- Dataset entries
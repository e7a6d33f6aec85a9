use crate::entities::contact_form_entity as contact_forms;
use crate::error::{AppError, AppResult};
use crate::external::{AdminNotification, EmailService};
use crate::models::ContactFormRequest;
use sea_orm::{ActiveModelTrait, DatabaseConnection, Set};

#[derive(Clone)]
pub struct ContactService {
    pool: DatabaseConnection,
    email_service: EmailService,
}

impl ContactService {
    pub fn new(pool: DatabaseConnection, email_service: EmailService) -> Self {
        Self {
            pool,
            email_service,
        }
    }

    pub async fn submit(&self, req: ContactFormRequest) -> AppResult<()> {
        if req.title.trim().is_empty() || req.content.trim().is_empty() || !req.email.contains('@')
        {
            return Err(AppError::ValidationError(
                "请填写所有必填字段".to_string(),
            ));
        }

        contact_forms::ActiveModel {
            title: Set(req.title.trim().to_string()),
            content: Set(req.content.trim().to_string()),
            email: Set(req.email.trim().to_string()),
            ..Default::default()
        }
        .insert(&self.pool)
        .await?;

        // 管理员通知失败不影响表单提交结果
        if let Err(e) = self
            .email_service
            .send_admin_notification(AdminNotification::NewContactForm {
                subject: Some(req.title),
                message: format!("{} ({})", req.content, req.email),
            })
            .await
        {
            log::error!("Failed to send contact form notification: {e}");
        }

        Ok(())
    }
}
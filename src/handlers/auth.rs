use crate::models::*;
use crate::services::AuthService;
use actix_web::{HttpRequest, HttpResponse, ResponseError, Result, web};
use serde_json::json;

#[utoipa::path(
    post,
    path = "/auth/register",
    tag = "auth",
    request_body = RegisterRequest,
    responses(
        (status = 200, description = "注册成功", body = AuthResponse),
        (status = 400, description = "请求参数错误")
    )
)]
pub async fn register(
    auth_service: web::Data<AuthService>,
    request: web::Json<RegisterRequest>,
) -> Result<HttpResponse> {
    match auth_service.register(request.into_inner()).await {
        Ok(response) => Ok(HttpResponse::Ok().json(json!({
            "success": true,
            "data": response
        }))),
        Err(e) => Ok(e.error_response()),
    }
}

#[utoipa::path(
    post,
    path = "/auth/login",
    tag = "auth",
    request_body = LoginRequest,
    responses(
        (status = 200, description = "登录成功", body = AuthResponse),
        (status = 401, description = "认证失败")
    )
)]
pub async fn login(
    auth_service: web::Data<AuthService>,
    request: web::Json<LoginRequest>,
) -> Result<HttpResponse> {
    match auth_service.login(request.into_inner()).await {
        Ok(response) => Ok(HttpResponse::Ok().json(json!({
            "success": true,
            "data": response
        }))),
        Err(e) => Ok(e.error_response()),
    }
}

#[utoipa::path(
    post,
    path = "/auth/refresh",
    tag = "auth",
    security(("bearer_auth" = [])),
    responses(
        (status = 200, description = "刷新令牌成功", body = AuthResponse),
        (status = 401, description = "无效的刷新令牌")
    )
)]
pub async fn refresh(auth_service: web::Data<AuthService>, req: HttpRequest) -> Result<HttpResponse> {
    let token = req
        .headers()
        .get("Authorization")
        .and_then(|v| v.to_str().ok())
        .and_then(|v| v.strip_prefix("Bearer "));

    let Some(token) = token else {
        return Ok(HttpResponse::Unauthorized().json(json!({
            "success": false,
            "error": {
                "code": "MISSING_TOKEN",
                "message": "缺少刷新令牌"
            }
        })));
    };

    match auth_service.refresh_token(token).await {
        Ok(response) => Ok(HttpResponse::Ok().json(json!({
            "success": true,
            "data": response
        }))),
        Err(e) => Ok(e.error_response()),
    }
}

pub fn auth_config(cfg: &mut web::ServiceConfig) {
    cfg.service(
        web::scope("/auth")
            .route("/register", web::post().to(register))
            .route("/login", web::post().to(login))
            .route("/refresh", web::post().to(refresh)),
    );
}
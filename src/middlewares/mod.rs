pub mod auth;
pub mod cors;

pub use auth::{CurrentUser, IdentityMiddleware, current_user_id};
pub use cors::create_cors;
use crate::error::AppError;
use crate::middlewares::current_user_id;
use crate::models::*;
use crate::services::GiftService;
use actix_web::{HttpRequest, HttpResponse, ResponseError, Result, web};
use serde_json::json;

#[utoipa::path(
    get,
    path = "/gifts",
    tag = "gift",
    security(("bearer_auth" = [])),
    responses(
        (status = 200, description = "礼物目录"),
        (status = 401, description = "未授权")
    )
)]
pub async fn list_gifts(
    gift_service: web::Data<GiftService>,
    req: HttpRequest,
) -> Result<HttpResponse> {
    if current_user_id(&req).is_none() {
        return Ok(AppError::AuthError("User not authenticated".to_string()).error_response());
    }

    match gift_service.list_gifts().await {
        Ok(gifts) => Ok(HttpResponse::Ok().json(json!({
            "success": true,
            "data": { "gifts": gifts }
        }))),
        Err(e) => Ok(e.error_response()),
    }
}

#[utoipa::path(
    get,
    path = "/novels/{novel_id}/chapters/{chapter_id}/gifts",
    tag = "gift",
    params(
        ("novel_id" = i64, Path, description = "小说ID"),
        ("chapter_id" = i64, Path, description = "章节ID")
    ),
    responses(
        (status = 200, description = "礼物目录 + 本章打赏记录", body = ChapterGiftListResponse)
    )
)]
pub async fn chapter_gift_list(
    gift_service: web::Data<GiftService>,
    path: web::Path<(i64, i64)>,
) -> Result<HttpResponse> {
    let (novel_id, chapter_id) = path.into_inner();
    match gift_service.chapter_gift_list(novel_id, chapter_id).await {
        Ok(response) => Ok(HttpResponse::Ok().json(json!({
            "success": true,
            "data": response
        }))),
        Err(e) => Ok(e.error_response()),
    }
}

#[utoipa::path(
    post,
    path = "/novels/{novel_id}/chapters/{chapter_id}/gifts",
    tag = "gift",
    request_body = SendGiftRequest,
    security(("bearer_auth" = [])),
    responses(
        (status = 201, description = "打赏记录已登记", body = ChapterGiftResponse),
        (status = 401, description = "未授权"),
        (status = 404, description = "礼物/章节不存在")
    )
)]
pub async fn send_gift(
    gift_service: web::Data<GiftService>,
    req: HttpRequest,
    path: web::Path<(i64, i64)>,
    request: web::Json<SendGiftRequest>,
) -> Result<HttpResponse> {
    let Some(user_id) = current_user_id(&req) else {
        return Ok(AppError::AuthError("User not authenticated".to_string()).error_response());
    };
    let (novel_id, chapter_id) = path.into_inner();

    match gift_service
        .send_gift(user_id, novel_id, chapter_id, request.into_inner())
        .await
    {
        Ok(chapter_gift) => Ok(HttpResponse::Created().json(json!({
            "success": true,
            "data": { "chapter_gift": chapter_gift }
        }))),
        Err(e) => Ok(e.error_response()),
    }
}

pub fn gift_config(cfg: &mut web::ServiceConfig) {
    cfg.route("/gifts", web::get().to(list_gifts))
        .route(
            "/novels/{novel_id}/chapters/{chapter_id}/gifts",
            web::get().to(chapter_gift_list),
        )
        .route(
            "/novels/{novel_id}/chapters/{chapter_id}/gifts",
            web::post().to(send_gift),
        );
}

- Description of the task
Would you reproduce all of the data exactly, without a single alteration?

- Task response
repository e7a6d33f6aec85a9
use crate::entities::contact_form_entity as contact_forms;
use crate::error::{AppError, AppResult};
use crate::external::{AdminNotification, EmailService};
use crate::models::ContactFormRequest;
use sea_orm::{ActiveModelTrait, DatabaseConnection, Set};

#[derive(Clone)]
pub struct ContactService {
    pool: DatabaseConnection,
    email_service: EmailService,
}

impl ContactService {
    pub fn new(pool: DatabaseConnection, email_service: EmailService) -> Self {
        Self {
            pool,
            email_service,
        }
    }

    pub async fn submit(&self, req: ContactFormRequest) -> AppResult<()> {
        if req.title.trim().is_empty() || req.content.trim().is_empty() || !req.email.contains('@')
        {
            return Err(AppError::ValidationError(
                "请填写所有必填字段".to_string(),
            ));
        }

        contact_forms::ActiveModel {
            title: Set(req.title.trim().to_string()),
            content: Set(req.content.trim().to_string()),
            email: Set(req.email.trim().to_string()),
            ..Default::default()
        }
        .insert(&self.pool)
        .await?;

        // 管理员通知失败不影响表单提交结果
        if let Err(e) = self
            .email_service
            .send_admin_notification(AdminNotification::NewContactForm {
                subject: Some(req.title),
                message: format!("{} ({})", req.content, req.email),
            })
            .await
        {
            log::error!("Failed to send contact form notification: {e}");
        }

        Ok(())
    }
}
filename src/handlers/auth.rs
use crate::models::*;
use crate::services::AuthService;
use actix_web::{HttpRequest, HttpResponse, ResponseError, Result, web};
use serde_json::json;

#[utoipa::path(
    post,
    path = "/auth/register",
    tag = "auth",
    request_body = RegisterRequest,
    responses(
        (status = 200, description = "注册成功", body = AuthResponse),
        (status = 400, description = "请求参数错误")
    )
)]
pub async fn register(
    auth_service: web::Data<AuthService>,
    request: web::Json<RegisterRequest>,
) -> Result<HttpResponse> {
    match auth_service.register(request.into_inner()).await {
        Ok(response) => Ok(HttpResponse::Ok().json(json!({
            "success": true,
            "data": response
        }))),
        Err(e) => Ok(e.error_response()),
    }
}

#[utoipa::path(
    post,
    path = "/auth/login",
    tag = "auth",
    request_body = LoginRequest,
    responses(
        (status = 200, description = "登录成功", body = AuthResponse),
        (status = 401, description = "认证失败")
    )
)]
pub async fn login(
    auth_service: web::Data<AuthService>,
    request: web::Json<LoginRequest>,
) -> Result<HttpResponse> {
    match auth_service.login(request.into_inner()).await {
        Ok(response) => Ok(HttpResponse::Ok().json(json!({
            "success": true,
            "data": response
        }))),
        Err(e) => Ok(e.error_response()),
    }
}

#[utoipa::path(
    post,
    path = "/auth/refresh",
    tag = "auth",
    security(("bearer_auth" = [])),
    responses(
        (status = 200, description = "刷新令牌成功", body = AuthResponse),
        (status = 401, description = "无效的刷新令牌")
    )
)]
pub async fn refresh(auth_service: web::Data<AuthService>, req: HttpRequest) -> Result<HttpResponse> {
    let token = req
        .headers()
        .get("Authorization")
        .and_then(|v| v.to_str().ok())
        .and_then(|v| v.strip_prefix("Bearer "));

    let Some(token) = token else {
        return Ok(HttpResponse::Unauthorized().json(json!({
            "success": false,
            "error": {
                "code": "MISSING_TOKEN",
                "message": "缺少刷新令牌"
            }
        })));
    };

    match auth_service.refresh_token(token).await {
        Ok(response) => Ok(HttpResponse::Ok().json(json!({
            "success": true,
            "data": response
        }))),
        Err(e) => Ok(e.error_response()),
    }
}

pub fn auth_config(cfg: &mut web::ServiceConfig) {
    cfg.service(
        web::scope("/auth")
            .route("/register", web::post().to(register))
            .route("/login", web::post().to(login))
            .route("/refresh", web::post().to(refresh)),
    );
}
filename src/middlewares/mod.rs
pub mod auth;
pub mod cors;

pub use auth::{CurrentUser, IdentityMiddleware, current_user_id};
pub use cors::create_cors;
use crate::error::AppError;
use crate::middlewares::current_user_id;
use crate::models::*;
use crate::services::GiftService;
use actix_web::{HttpRequest, HttpResponse, ResponseError, Result, web};
use serde_json::json;

#[utoipa::path(
    get,
    path = "/gifts",
    tag = "gift",
    security(("bearer_auth" = [])),
    responses(
        (status = 200, description = "礼物目录"),
        (status = 401, description = "未授权")
    )
)]
pub async fn list_gifts(
    gift_service: web::Data<GiftService>,
    req: HttpRequest,
) -> Result<HttpResponse> {
    if current_user_id(&req).is_none() {
        return Ok(AppError::AuthError("User not authenticated".to_string()).error_response());
    }

    match gift_service.list_gifts().await {
        Ok(gifts) => Ok(HttpResponse::Ok().json(json!({
            "success": true,
            "data": { "gifts": gifts }
        }))),
        Err(e) => Ok(e.error_response()),
    }
}

#[utoipa::path(
    get,
    path = "/novels/{novel_id}/chapters/{chapter_id}/gifts",
    tag = "gift",
    params(
        ("novel_id" = i64, Path, description = "小说ID"),
        ("chapter_id" = i64, Path, description = "章节ID")
    ),
    responses(
        (status = 200, description = "礼物目录 + 本章打赏记录", body = ChapterGiftListResponse)
    )
)]
pub async fn chapter_gift_list(
    gift_service: web::Data<GiftService>,
    path: web::Path<(i64, i64)>,
) -> Result<HttpResponse> {
    let (novel_id, chapter_id) = path.into_inner();
    match gift_service.chapter_gift_list(novel_id, chapter_id).await {
        Ok(response) => Ok(HttpResponse::Ok().json(json!({
            "success": true,
            "data": response
        }))),
        Err(e) => Ok(e.error_response()),
    }
}

#[utoipa::path(
    post,
    path = "/novels/{novel_id}/chapters/{chapter_id}/gifts",
    tag = "gift",
    request_body = SendGiftRequest,
    security(("bearer_auth" = [])),
    responses(
        (status = 201, description = "打赏记录已登记", body = ChapterGiftResponse),
        (status = 401, description = "未授权"),
        (status = 404, description = "礼物/章节不存在")
    )
)]
pub async fn send_gift(
    gift_service: web::Data<GiftService>,
    req: HttpRequest,
    path: web::Path<(i64, i64)>,
    request: web::Json<SendGiftRequest>,
) -> Result<HttpResponse> {
    let Some(user_id) = current_user_id(&req) else {
        return Ok(AppError::AuthError("User not authenticated".to_string()).error_response());
    };
    let (novel_id, chapter_id) = path.into_inner();

    match gift_service
        .send_gift(user_id, novel_id, chapter_id, request.into_inner())
        .await
    {
        Ok(chapter_gift) => Ok(HttpResponse::Created().json(json!({
            "success": true,
            "data": { "chapter_gift": chapter_gift }
        }))),
        Err(e) => Ok(e.error_response()),
    }
}

pub fn gift_config(cfg: &mut web::ServiceConfig) {
    cfg.route("/gifts", web::get().to(list_gifts))
        .route(
            "/novels/{novel_id}/chapters/{chapter_id}/gifts",
            web::get().to(chapter_gift_list),
        )
        .route(
            "/novels/{novel_id}/chapters/{chapter_id}/gifts",
            web::post().to(send_gift),
        );
}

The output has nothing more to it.